Should We Stop Prayer When We Suffer? Is There A Reason For Praying?
Prayer and Loss
Most Christians will say that the definition of prayer is talking to God, or asking God for help. Others will say it is a type of communication with the divine, or angel, or someone. In this case that someone is God. However, when there is loss, such as a death of a child or of a loved one, the first person whom we stop talking with is God. Is it the anger of loss of time or questions that simply won't be answered that fuels our anger?
We Question. We talk with counsellors and friends, and yet what we used to do before we don't do--- prayer. In fact when we stop praying it develops in to a chain reaction, God hates us and abandoned us, and since he has done so, we feel justified to stop communicating to God.
We prayed for the "halting" of the pain of loss or of rejection- even if it is to angels. We pray that the person finds comfort and peace. Then the "unthinkable" happens, they still leave or die or something equally as horrible. We don't conceive that this was what was best for the other person, it is not best for us. Death, death is a cruel beast.
One of the first things most people in such a situation do is get angry-- usually at God. Then they ask why, and with no "real" answers forthcoming, they get madder, and more angry and stop praying. They feel loss, and pain and anger, and try to find one hundred ways or more to repair other relationships, or in worst cases through misunderstandings, break them.
Still they might refuse to speak to God, in essence they have lost prayer. Some might ask it is such a great loss?
In one word: Yes. But not so fast, yes isn't as easy as you might think.

Prayer and Christians Does It Mean a Build Up of Faith?
As Christians we are supposed to care for one another and love them in good time and in bad times. Often we open our mouths to say words of comfort, and simply destroy the other person's faith. Everyone has the right to be angry with God, but no one has the right to tell them that they shouldn't. Often prayer is simply a type of therapy for the person, since they do not have to spend money to pay for it. Some will argue they can work things out better this way.
The Bad times often resonant longer and stronger than the good. In fact in bad times they also seem a lot more stressful and longer than any good time. a dark void, a pain and fog, anything and everything that you don't want to talk about or deal with.
To give an example from my own experience: when my infant son died, someone, in a vain effort to comfort me say "When I saw him so sick and feeble i prayed he would die. he's not suffering anymore." what resonated the most with me at the time? The fact that he was not suffering or the the fact that they prayed for him to die?
If you guessed the second part of the statement they made to me, then you are correct, if they prayed for him to die, why should i pray to God? In fact what would make me want to pray to God after such a death and loss. Something that affected me both emotionally and mentally and spiritually. It was no big loss-- at least to this person. I found other things, worse in the end. I stopped my writing, stopped going to the theater, and stopped enjoying friendships. Mostly, I stopped praying.
To punish God was my reasoning. In fact i was holding my anger inside.
Or was it? I think I punished myself more by not praying, as I lost that last bit of faith. It was my pastor who guided me. This guidance, or council, was what made me understand that grief is something very personal and something that takes as long as it takes. You will need to get up and work and make it better, and for some this means you pray. For others it means working on dealing with grief in a better manner, but not with prayer.
I also learned a lot about loss in this way, people without a relationship to God seem smaller more absorbed in themselves. They have lost something, and they won't or can't admit that they have.
They search for meaning, or allow themselves to lose the thing that gave them meaning, in short with the loss of prayer the people suffer, something must fill the void.
In short as hard as it may seem it is important not to lose prayer when we suffer. Whatever happens it is of value to pray no matter what even if you are mad or hurt and angry. Suffering is not nice or pleasant but it builds you if you allow yourself to be built back up, but it is something you can do without the help of God.
Is The Loss of Prayer A Void?
Prayer is a Means of Comfort?
Is prayer a means of comfort when people face hard times, or are they simply to "talk it out"?

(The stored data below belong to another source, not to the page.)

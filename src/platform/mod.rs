//! Platform abstraction layer
//!
//! Glue between the engine and whatever hosts it:
//! - Input events mapped to game intents
//! - Fixed-step tick scheduling from frame or timer callbacks

pub mod driver;
pub mod input;

pub use driver::TickDriver;
pub use input::Intent;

In many ways when there is hard times most people do one of two things: they pray or they avoid God. Each choice is a choice and it can be very personal. To allow yourself to be angry and "duke it out wit God" is also a good thing, and it is less expensive than seeing a therapist in troubled times.
I think if it is a "bigger" thing, then people will pray. If it is smaller-- say a death of a family member, than they avoid. This seems to be the way of how people deal with grief. They need the time to question.
People, when huge disasters strike do not like to hear it was God's will-- rather they want answers to why bad things happen. The simple fact is that bad things do happen to people, rich and poor. What they want is that answer of it will not happen again.
This is what most want. What I wanted was answers, but it took a long time to get the answers I got which was continue on living and make peace with the fact that bad things do happen and that it is a part of growth and life.